Creation and configuration of kubernetes namespace

Create a namespace and swith on it.

kubectl create namespace cassandra-demo
kubens cassandra-demo

Optional: PSP

CassKop need specific capabilities in order to work : IPC_LOCK and the flag allowPrivilegeEscalation: true

If yout cluster is using PSP (Pod Security Policies) then you need to allow your namespace with the use of thoses capabilities:

The PSP RoleBinding can be retrieved from the cassandra namespace

kubectl apply -f https://raw.githubusercontent.com/cscetbon/casskop/master/config/crd/bases/psp-cassie.yaml
kubectl apply -f https://raw.githubusercontent.com/cscetbon/casskop/master/config/crd/bases/psp-sa-cassie.yaml
kubectl apply -f https://raw.githubusercontent.com/cscetbon/casskop/master/config/crd/bases/clusterRole-cassie.yaml
13 / 42

CassKop's operator deployment :

You can deploy CassKop from official helm/charts/incubator repository

$ helm install --name casskop oci://ghcr.io/cscetbon/casskop-helm

This deploy the Operator and it's CRD via a helm hook.

If the cassandracluster CRD already exists you may have this error:

Error: customresourcedefinitions.apiextensions.k8s.io "cassandraclusters.db.orange.com" already exists

In this case, add the --no-hooks helm cli flag to tell helm not to deploy the CRD hook:

$ helm install --name casskop oci://ghcr.io/cscetbon/casskop-helm --no-hooks

Check operator's logs:

$ k logs -l app=casskop --tail=10
14 / 42

Deployment of a C* cluster (rack or AZ aware)

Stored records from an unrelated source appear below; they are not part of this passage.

//! Kit resource cache
//!
//! Forms, tags, sequences and custom fields change rarely, so their lists are
//! kept in state storage and refetched once older than the configured TTL.

use crate::adapters::database::traits::StateStorage;
use crate::adapters::kit::KitApi;
use crate::domain::resource::{CachedResources, Resource, ResourceKind};
use crate::domain::subscription::Subscription;
use crate::domain::Result;
use chrono::Utc;
use std::sync::Arc;

pub struct ResourceCache {
    kit: Arc<dyn KitApi>,
    storage: Arc<dyn StateStorage>,
    ttl_seconds: u64,
}

impl ResourceCache {
    pub fn new(kit: Arc<dyn KitApi>, storage: Arc<dyn StateStorage>, ttl_seconds: u64) -> Self {
        Self {
            kit,
            storage,
            ttl_seconds,
        }
    }

    /// Cached list of `kind`, refetched when missing or stale
    pub async fn get(&self, kind: ResourceKind) -> Result<CachedResources> {
        match self.storage.load_resources(kind).await? {
            Some(cached) if !cached.is_stale(self.ttl_seconds, Utc::now()) => Ok(cached),
            Some(_) => {
                tracing::debug!(kind = %kind, "Cached resources are stale");
                self.refresh(kind).await
            }
            None => self.refresh(kind).await,
        }
    }

    /// Fetches `kind` from Kit and stores it
    pub async fn refresh(&self, kind: ResourceKind) -> Result<CachedResources> {
        let resources = self.kit.list_resources(kind).await?;
        let cached = CachedResources::new(kind, resources);
        self.storage.save_resources(&cached).await?;

        tracing::info!(kind = %kind, count = cached.resources.len(), "Refreshed Kit resources");
        Ok(cached)
    }

    /// Refreshes every resource kind, stopping at the first failure
    pub async fn refresh_all(&self) -> Result<Vec<CachedResources>> {
        let mut refreshed = Vec::with_capacity(ResourceKind::ALL.len());
        for kind in ResourceKind::ALL {
            refreshed.push(self.refresh(kind).await?);
        }
        Ok(refreshed)
    }

    /// Looks up the resource a subscription points at
    ///
    /// # Returns
    ///
    /// `Ok(None)` when Kit has no such resource, e.g. a deleted form.
    pub async fn resolve(&self, subscription: Subscription) -> Result<Option<Resource>> {
        let cached = self.get(subscription.kind()).await?;
        Ok(cached.find(subscription.resource_id()).cloned())
    }
}

#[cfg(test)]
mod tests {
    use super::*;
    use crate::adapters::memory::MemoryStorage;
    use crate::core::test_support::{resource, FakeKit};
    use crate::domain::ids::ResourceId;
    use chrono::Duration;

    fn tag(id: u64) -> Subscription {
        Subscription::Tag(ResourceId::new(id).unwrap())
    }

    #[tokio::test]
    async fn test_fresh_cache_is_not_refetched() {
        let kit = Arc::new(
            FakeKit::new().with_resources(ResourceKind::Tags, vec![resource(1, "VIP")]),
        );
        let cache = ResourceCache::new(kit.clone(), Arc::new(MemoryStorage::new()), 3600);

        cache.get(ResourceKind::Tags).await.unwrap();
        cache.get(ResourceKind::Tags).await.unwrap();

        assert_eq!(kit.list_calls(), 1);
    }

    #[tokio::test]
    async fn test_stale_cache_is_refetched() {
        let kit = Arc::new(
            FakeKit::new().with_resources(ResourceKind::Tags, vec![resource(1, "VIP")]),
        );
        let storage = Arc::new(MemoryStorage::new());
        let mut old = CachedResources::new(ResourceKind::Tags, Vec::new());
        old.fetched_at = Utc::now() - Duration::hours(2);
        storage.save_resources(&old).await.unwrap();
        let cache = ResourceCache::new(kit.clone(), storage, 3600);

        let cached = cache.get(ResourceKind::Tags).await.unwrap();

        assert_eq!(kit.list_calls(), 1);
        assert_eq!(cached.resources.len(), 1);
    }

    #[tokio::test]
    async fn test_resolve_known_and_unknown() {
        let kit = Arc::new(
            FakeKit::new().with_resources(ResourceKind::Tags, vec![resource(1, "VIP")]),
        );
        let cache = ResourceCache::new(kit, Arc::new(MemoryStorage::new()), 3600);

        assert_eq!(
            cache.resolve(tag(1)).await.unwrap().map(|r| r.name),
            Some("VIP".to_string())
        );
        assert_eq!(cache.resolve(tag(2)).await.unwrap(), None);
    }

    #[tokio::test]
    async fn test_refresh_all_covers_every_kind() {
        let kit = Arc::new(FakeKit::new());
        let cache = ResourceCache::new(kit.clone(), Arc::new(MemoryStorage::new()), 3600);

        let refreshed = cache.refresh_all().await.unwrap();

        assert_eq!(refreshed.len(), ResourceKind::ALL.len());
        assert_eq!(kit.list_calls(), ResourceKind::ALL.len());
    }
}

First, we deploy the configmap which contains the Cassandra configuration override files. config/samples/cassandra-configmap-v1.yaml. Then the cassandra cluster :

Depending on your k8s cluster topology you may choose or adapt one of the following configurations files to deploy a cluster with a 3 nodes ring in 3 different racks with anti-affinity

On GKE I deploy, using a dedicated storagecless for ssd local-storage on regional cluster with 3 zones but CassKop can adapt to any configuration

k patch storageclasses.storage.k8s.io standard -patch 'metadata:\n annotations:\n storageclass.beta.kubernetes.io/is-default-class: "false"'
kubectl apply -f config/samples/gke-storage-standard-wait.yaml
or if you have ssd
kubectl apply -f config/samples/gke-storage-ssd-wait.yaml

Example for demo on gke in europe-west (you can adapt the demo file according to your cluster):

kubectl apply -f config/samples/cassandra-configmap-v1.yaml
kubectl apply -f config/samples/cassandracluster-demo-gke-zone.yaml
15 / 42

CassKop's status

We can see the operator's status directly in it's kubernetes object representation

kubectl get -o yaml cassandracluster

Cassandra's status

$ k exec -ti cassandra-demo-dc1-rack1-0 nodetool status
Datacenter: dc1
===============
Status=Up/Down
|/ State=Normal/Leaving/Joining/Moving
-- Address Load Tokens Owns (effective) Host ID Rack
UN 172.18.72.46 108.59 KiB 256 64.8% b8714011-430d-442f-8149-30af6ffa84dd rack1
UN 172.18.70.28 107.89 KiB 256 66.3% 7c266c21-c463-4249-a092-af18df69baf1 rack3
UN 172.18.68.29 88.89 KiB 256 69.0% e47a6333-4045-4631-a7ae-7e37887457c5 rack2

We have in Cassandra the same topology has asked by the manifest.

16 / 42

Scaling up the cluster

We want to scale the cluster by specifying 2 nodesPerRacks instead of 1. As we have 3 racks in our DC, we will add 3 cassandra nodes so a cassandra ring of 6. In test environment we can directly edit the kubernetes object :

$ k edit cassandraclusters.db.orange.com cassandra-demo
topology:
dc:
- name: dc1
nodesPerRacks: 2

When the scale up is done on the Cassandra ring, we must apply a cleanup on all nodes in the ring.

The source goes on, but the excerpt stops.